*What you will do*
Which lines below hold the word "InflectArgs"? Copy all of them.

********************

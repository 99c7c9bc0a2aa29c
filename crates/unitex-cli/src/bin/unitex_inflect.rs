// unitex-inflect: Inflect a DELAS dictionary into a DELAF.
//
// Each DELAS line `lemma,FLEX[+sem][/comment]` is inflected with the
// transducer `<dir>/FLEX.fst2`; every form is written as
// `inflected,lemma.CODE[:]codes comment`.
//
// Usage:
//   unitex-inflect <delas> <result> <dir> [-a] [-k]
//
// Exit code 0 on success or when arguments are missing (usage is printed),
// 1 on an invalid flag or an unreadable/unwritable file.

use clap::error::ErrorKind;
use clap::{CommandFactory, Parser};
use unitex_cli::InflectArgs;

fn main() {
    let args = match InflectArgs::try_parse() {
        Ok(args) => args,
        Err(e) => match e.kind() {
            ErrorKind::DisplayHelp | ErrorKind::DisplayVersion => {
                let _ = e.print();
                return;
            }
            ErrorKind::MissingRequiredArgument => {
                let _ = InflectArgs::command().print_help();
                return;
            }
            _ => {
                let _ = e.print();
                std::process::exit(1);
            }
        },
    };

    unitex_cli::init_tracing();

    let stats =
        unitex_inflect::inflect_dictionary(&args.delas, &args.result, &args.dir, args.options())
            .unwrap_or_else(|e| unitex_cli::fatal(&e.to_string()));
    tracing::debug!(
        entries = stats.entries,
        forms = stats.forms,
        skipped = stats.skipped,
        "inflection finished"
    );
    println!("Done.");
}
//! Shared building blocks for the Unitex crates.
//!
//! - [`alphabet`] -- Letter classification and case-variant tables
//! - [`dela`] -- DELA entry parsing (`inflected,lemma.CODES:flex`)
//! - [`text`] -- Decoding and encoding of Unitex text files (UTF-16LE / UTF-8)

pub mod alphabet;
pub mod dela;
pub mod text;

/// Error type for the shared Unitex primitives.
#[derive(Debug, thiserror::Error)]
pub enum CoreError {
    #[error("I/O error: {0}")]
    Io(#[from] std::io::Error),
    #[error("invalid alphabet interval #{from}{to}: {from} must come before {to}")]
    InvalidInterval { from: char, to: char },
    #[error("invalid UTF-16 text: {0}")]
    InvalidUtf16(#[from] std::string::FromUtf16Error),
    #[error("invalid UTF-8 text: {0}")]
    InvalidUtf8(#[from] std::string::FromUtf8Error),
    #[error("UTF-16 text has an odd number of bytes ({0})")]
    OddLength(usize),
    #[error("invalid DELA entry `{line}`: {reason}")]
    InvalidDelaEntry { line: String, reason: &'static str },
}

********************

*Task solution*
use unitex_cli::InflectArgs;
    let args = match InflectArgs::try_parse() {
                let _ = InflectArgs::command().print_help();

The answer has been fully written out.